- Work request -
Determine how many lines in the records hold "super", then give that number by itself.
-- The data follows --
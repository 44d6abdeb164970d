//! Paid completion NFT mints
//!
//! The wallet call happens outside any database transaction. A paid claim
//! takes an in-flight lease first, then finalizes on success or releases on a
//! definite failure. A timeout leaves the lease in place: the payment may
//! still land, so the claim stays blocked until the lease expires.

use std::future::Future;
use std::time::Duration;

use serde::Serialize;
use tokio::time::timeout;
use tracing::{error, info, warn};

use super::catalog::LearningModule;
use super::claims::ClaimGuard;
use super::entities::{ClaimOutcome, ClaimReceipt, ClaimState, EntityKind, EntityRef, Reservation};
use crate::error::{QuestError, Result};
use crate::progress::db::ProgressDb;
use crate::progress::levels::{LevelSync, LevelSynchronizer};
use crate::progress::{TokenAmount, now_ms};
use crate::wallet::{RetryPolicy, Wallet, WalletError, retry_read};

/// Mint fee and wallet limits
#[derive(Debug, Clone)]
pub struct MintSettings {
    pub fee: TokenAmount,
    pub request_timeout: Duration,
    pub in_flight_ttl: Duration,
    pub balance_retry: RetryPolicy,
}

/// Slack between the payment deadline and the earliest lease takeover
pub const LEASE_MARGIN: Duration = Duration::from_secs(5);

impl MintSettings {
    /// How long a reservation blocks other mints.
    ///
    /// Never shorter than the payment deadline plus `LEASE_MARGIN`, so a lease
    /// cannot be taken over while its payment may still be pending.
    pub fn lease(&self) -> Duration {
        self.in_flight_ttl.max(self.request_timeout + LEASE_MARGIN)
    }
}

impl Default for MintSettings {
    fn default() -> Self {
        Self {
            fee: TokenAmount::from_milli(10),
            request_timeout: Duration::from_secs(15),
            in_flight_ttl: Duration::from_secs(300),
            balance_retry: RetryPolicy::default(),
        }
    }
}

/// Result of a mint attempt
#[derive(Debug, Clone, Serialize)]
#[serde(tag = "outcome", rename_all = "snake_case")]
pub enum MintOutcome {
    Minted {
        receipt: ClaimReceipt,
        /// `None` when the follow-up level sync failed
        level: Option<LevelSync>,
    },
    AlreadyMinted,
    /// Another mint for this module is waiting on the wallet
    InFlight,
}

/// Mints module completion NFTs against a connected wallet
#[derive(Clone)]
pub struct NftMinter {
    claims: ClaimGuard,
    levels: LevelSynchronizer,
    settings: MintSettings,
}

impl NftMinter {
    pub fn new(db: ProgressDb, settings: MintSettings) -> Self {
        if settings.lease() > settings.in_flight_ttl {
            warn!(
                in_flight_ttl_ms = settings.in_flight_ttl.as_millis() as u64,
                lease_ms = settings.lease().as_millis() as u64,
                "in-flight ttl shorter than the payment timeout, extending the lease"
            );
        }
        Self {
            claims: ClaimGuard::new(db.clone()),
            levels: LevelSynchronizer::new(db),
            settings,
        }
    }

    pub fn settings(&self) -> &MintSettings {
        &self.settings
    }

    pub async fn mint(&self, wallet: &dyn Wallet, module_id: &str) -> Result<MintOutcome> {
        let address = wallet.connected_address().ok_or(WalletError::NotConnected)?;
        let module = LearningModule::get(module_id)
            .ok_or_else(|| QuestError::not_found("learning module", module_id))?;
        let entity = EntityRef::new(address.clone(), EntityKind::NftMint, module.id);

        let current = self.claims.get(&entity)?;
        if current.state == ClaimState::Claimed {
            return Ok(MintOutcome::AlreadyMinted);
        }
        if !current.completed {
            return Err(QuestError::NotCompleted(entity.to_string()));
        }

        let limit = self.settings.request_timeout;
        let fee = self.settings.fee;
        let available = retry_read(&self.settings.balance_retry, "balance", || {
            within(limit, wallet.balance(&address))
        })
        .await?;
        if available < fee {
            return Err(QuestError::InsufficientBalance {
                required: fee,
                available,
            });
        }

        let lease_ms = i64::try_from(self.settings.lease().as_millis()).unwrap_or(i64::MAX);
        match self.claims.reserve(&entity, now_ms(), lease_ms)? {
            Reservation::Reserved => {}
            Reservation::AlreadyClaimed => return Ok(MintOutcome::AlreadyMinted),
            Reservation::InFlight => return Ok(MintOutcome::InFlight),
        }

        let memo = format!("chainquest:nft:{}", module.id);
        let receipt = match within(limit, wallet.submit_payment(&address, fee, &memo)).await {
            Ok(receipt) => receipt,
            Err(e @ WalletError::Timeout { .. }) => {
                warn!(entity = %entity, "mint payment timed out, lease kept until it expires");
                return Err(e.into());
            }
            Err(e) => {
                self.claims.release(&entity)?;
                return Err(e.into());
            }
        };

        let outcome = self
            .claims
            .finalize(&entity, Some(&receipt.signature))
            .inspect_err(|e| {
                error!(entity = %entity, signature = %receipt.signature, error = %e, "payment confirmed but claim not recorded");
            })?;

        match outcome {
            ClaimOutcome::Claimed(claim) => {
                let level = self
                    .levels
                    .synchronize(&entity.wallet)
                    .inspect_err(|e| warn!(entity = %entity, error = %e, "level sync after mint failed"))
                    .ok();
                info!(entity = %entity, signature = %receipt.signature, fee = %fee, "completion NFT minted");
                Ok(MintOutcome::Minted {
                    receipt: claim,
                    level,
                })
            }
            ClaimOutcome::AlreadyClaimed | ClaimOutcome::InFlight => Ok(MintOutcome::AlreadyMinted),
        }
    }
}

async fn within<T>(
    limit: Duration,
    request: impl Future<Output = std::result::Result<T, WalletError>>,
) -> std::result::Result<T, WalletError> {
    match timeout(limit, request).await {
        Ok(result) => result,
        Err(_) => Err(WalletError::Timeout {
            after_ms: u64::try_from(limit.as_millis()).unwrap_or(u64::MAX),
        }),
    }
}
-- The data concluded --
- Answer section -
3